Los Ferrera eran una familia mafiosa de Nueva York, y el énfasis debe ponerse en ese «eran», en pasado. Yo me había visto envuelto en sus asuntos, y las cosas terminaron mal para ellos.

– Se acabaron por sí solos. Yo me limité a mirar.

– No es eso lo que a mí me han dicho. En Nueva York hay mucha gente que se alegraría con tu muerte. Piensan que no tienes respeto.

– No me cabe duda.

– Entonces, ¿por qué no estás muerto?

– ¿Doy luz a un mundo oscuro, quizá?

– Si quieren luz en su mundo, pueden encender una lámpara. Prueba otra cosa.

– Porque saben que mataré a quienquiera que venga a por mí, y luego mataré a quienquiera que lo haya enviado.

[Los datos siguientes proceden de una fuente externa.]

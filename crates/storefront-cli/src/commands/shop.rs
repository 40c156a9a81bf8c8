//! Customer commands: catalog, cart, orders and checkout.

use anyhow::Result;
use storefront_core::models::CheckoutDetails;
use storefront_core::{ApiClient, CartState, ProductCatalog, ProductQuery};

use crate::cli::CartCommand;
use crate::output;

use super::require_login;

pub async fn products(
    api: &ApiClient,
    page: u32,
    search: Option<String>,
    category: Option<i64>,
    all: bool,
    json: bool,
) -> Result<()> {
    let mut catalog = ProductCatalog::new();
    catalog.set_query(ProductQuery {
        search,
        category_id: category,
    });

    catalog.fetch_page(api, page).await?;
    if all {
        while catalog.has_more {
            catalog.load_more(api).await?;
        }
    }

    if json {
        return output::print_json(&catalog.products);
    }
    output::product_table(&catalog.products);
    if catalog.has_more {
        println!(
            "\nPage {} of {}. Use --page {} or --all for more.",
            catalog.current_page,
            catalog.last_page,
            catalog.current_page + 1
        );
    }
    Ok(())
}

pub async fn product(api: &ApiClient, slug: &str, json: bool) -> Result<()> {
    let product = api.product(slug).await?;
    if json {
        return output::print_json(&product);
    }
    output::product_detail(&product);
    Ok(())
}

pub async fn categories(api: &ApiClient, json: bool) -> Result<()> {
    let categories = api.categories().await?;
    if json {
        return output::print_json(&categories);
    }
    output::category_list(&categories);
    Ok(())
}

pub async fn cart(api: &ApiClient, action: Option<CartCommand>, json: bool) -> Result<()> {
    require_login(api)?;
    let mut state = CartState::new();

    match action {
        None => state.fetch(api).await?,
        Some(CartCommand::Add { product_id, quantity }) => state.add_item(api, product_id, quantity).await?,
        Some(CartCommand::Update { item_id, quantity }) => state.update_item(api, item_id, quantity).await?,
        Some(CartCommand::Remove { item_id }) => state.remove_item(api, item_id).await?,
    }

    let Some(cart) = state.cart else {
        return Ok(());
    };
    if json {
        return output::print_json(&cart);
    }
    output::cart_summary(&cart);
    Ok(())
}

pub async fn orders(api: &ApiClient, id: Option<String>, page: u32, json: bool) -> Result<()> {
    require_login(api)?;

    if let Some(id) = id {
        let order = api.order(&id).await?;
        if json {
            return output::print_json(&order);
        }
        output::order_detail(&order);
        return Ok(());
    }

    let orders = api.orders(page).await?;
    if json {
        return output::print_json(&orders.items);
    }
    output::order_table(&orders.items);
    output::pagination_footer(&orders.pagination);
    Ok(())
}

pub async fn checkout(
    api: &ApiClient,
    address: Option<String>,
    payment: Option<String>,
    notes: Option<String>,
    json: bool,
) -> Result<()> {
    require_login(api)?;

    let details = CheckoutDetails {
        shipping_address: address,
        payment_method: payment,
        notes,
    };
    let has_details =
        details.shipping_address.is_some() || details.payment_method.is_some() || details.notes.is_some();

    let order = api.checkout(has_details.then_some(&details)).await?;
    if json {
        return output::print_json(&order);
    }
    println!("Order placed.");
    output::order_detail(&order);
    Ok(())
}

– Yo podría matarte ahora. A no ser que seas capaz de volver de entre los muertos, tus amenazas no van a quitarme el sueño.

– Tengo amigos. Te daría una semana, quizá diez días. Después tú también estarías muerto.

Hizo una mueca de terror, y un par de los hombres que lo rodeaban ahogaron una risa.

– ¿Juegas a las cartas? -preguntó cuando acabaron de reírse.

– Únicamente al solitario. Me gusta jugar con alguien en quien pueda confiar.

– ¿Sabes qué significa «joder la baraja»?

– Sí, lo sé -respondí. Joder la baraja era algo propio de jugadores neófitos: echaban a perder las partidas con jugadas estúpidas. Por eso algunos jugadores experimentados no jugaban con aficionados; por mucho dinero que tuviesen, siempre existía la posibilidad de que jodieran la baraja, de tal modo que el riesgo de perder aumentaba hasta el punto de que no merecía la pena apostar.